Ah butternut squash, how I love you. And acorn squash, spaghetti squash and just about every other kind of squash. This is the season for every kind of squash creation that you can imagine. One of my favorite ways to eat a half acorn squash directly, with brown sugar and butter. But, I also love it in soup. I made plenty of pumpkin soups recently, so it was totally time for some squash soup.
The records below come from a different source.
//! Structural reshaping filters.
//!
//! Transforms between dictionaries, lists, and flattened key/value forms:
//!
//! - `map_format`: printf-style formatting of a value (or of every value in a
//!   dictionary, with per-key patterns)
//! - `to_dict`: turn a value into a dictionary, optionally through a key
//!   pattern mapping
//! - `merge_item` / `key_item`: pivot a `[key, data]` pair into a merged
//!   dictionary and back
//! - `dict_to_list` / `list_to_dict`: pivot a keyed dictionary into a list of
//!   records and back
//! - `to_kv`: flatten nested data into `{key, value}` records with compound
//!   dotted keys
//! - `map_flatten`: flatten nested data into a single-level dictionary
//! - `map_join` / `merge_join`: join selected attribute values into a string
//! - `map_group`: group a list of dictionaries by shared key attributes
//!
//! # Examples
//!
//! ```jinja2
//! {{ records | list_to_dict('name') }}
//! {{ config | to_kv(sep='.') }}
//! {{ servers | map_group(['datacenter']) }}
//! ```

use minijinja::value::ValueKind;
use minijinja::{Environment, Value};

use super::dicts::merged_value;
use super::{invalid_input, map_pairs, seq_items};

/// Register all reshaping filters with the given environment.
pub fn register_filters(env: &mut Environment<'static>) {
    env.add_filter("map_format", map_format);
    env.add_filter("to_dict", to_dict);
    env.add_filter("merge_item", merge_item);
    env.add_filter("key_item", key_item);
    env.add_filter("dict_to_list", dict_to_list);
    env.add_filter("list_to_dict", list_to_dict);
    env.add_filter("to_kv", to_kv);
    env.add_filter("map_flatten", map_flatten);
    env.add_filter("map_join", map_join);
    env.add_filter("merge_join", merge_join);
    env.add_filter("map_group", map_group);
}

/// Substitute a single `%s`/`%d` placeholder with the value.
///
/// Patterns without exactly one placeholder are returned unchanged, matching
/// the permissive behavior templates rely on.
fn percent_format(pattern: &str, value: &Value) -> Option<String> {
    let mut out = String::with_capacity(pattern.len() + 16);
    let mut substituted = 0;
    let mut chars = pattern.chars().peekable();
    while let Some(c) = chars.next() {
        if c != '%' {
            out.push(c);
            continue;
        }
        match chars.peek() {
            Some('%') => {
                out.push('%');
                chars.next();
            }
            Some('s') => {
                out.push_str(&value.to_string());
                substituted += 1;
                chars.next();
            }
            Some('d') => {
                out.push_str(&i64::try_from(value.clone()).ok()?.to_string());
                substituted += 1;
                chars.next();
            }
            _ => return None,
        }
    }
    if substituted == 1 {
        Some(out)
    } else {
        None
    }
}

/// Apply printf-style string formatting on an object.
///
/// When both the value and the pattern are dictionaries, each value entry is
/// formatted with its matching pattern entry (default `%s`). Patterns that
/// cannot be applied are returned as-is.
fn map_format(value: Value, pattern: Value) -> Value {
    if value.kind() == ValueKind::Map && pattern.kind() == ValueKind::Map {
        let Some(pairs) = map_pairs(&value) else {
            return pattern;
        };
        let formatted: Vec<(Value, Value)> = pairs
            .into_iter()
            .map(|(k, v)| {
                let entry_pattern = pattern
                    .get_item(&k)
                    .ok()
                    .filter(|p| !p.is_undefined())
                    .unwrap_or_else(|| Value::from("%s"));
                (k.clone(), map_format(v, entry_pattern))
            })
            .collect();
        return Value::from_iter(formatted);
    }

    let pattern_text = match pattern.as_str() {
        Some(s) => s.to_string(),
        None => pattern.to_string(),
    };
    match percent_format(&pattern_text, &value) {
        Some(out) => Value::from(out),
        None => pattern,
    }
}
I love apples combined with other fruits and vegetables in soup, as long as you use the right kind of apples to make sure its not overly sweet.

Sasha's Butternut Squash-Apple Soup
2 1/2 lbs of butternut squash
2 Cortland Apples
Olive oil
1 quart of low sodium chicken stock
1/3 cup heavy cream
cinnamon to taste
cayenne pepper to taste (not enough to add heat, but enough to make sure the dish is not bland)
pepper to taste
pinch of nutmeg
dollop of creme fraiche (for serving)

First heat the oven to 400. Broil the squash for about an hour and a half until it is cooked. Then scrape out the squash (or use pre-cut butternut squash) and mash with a fork (or puree in a blender). Meanwhile, saute the apples (peeled and chopped) in the olive oil and add to the squash puree. Blend with the chicken stock in a blender. Place in a pot and over medium heat add in the heavy cream (just a small amount and you can add less if you prefer, or even leave it out if you want to avoid the extra fat from the cream). Season with cayenne, cinnamon, pepper and nutmeg to taste.  Serve with a small dollop of creme fraiche.

This tasted great, was surprisingly simple, and made for a perfect classic fall dish!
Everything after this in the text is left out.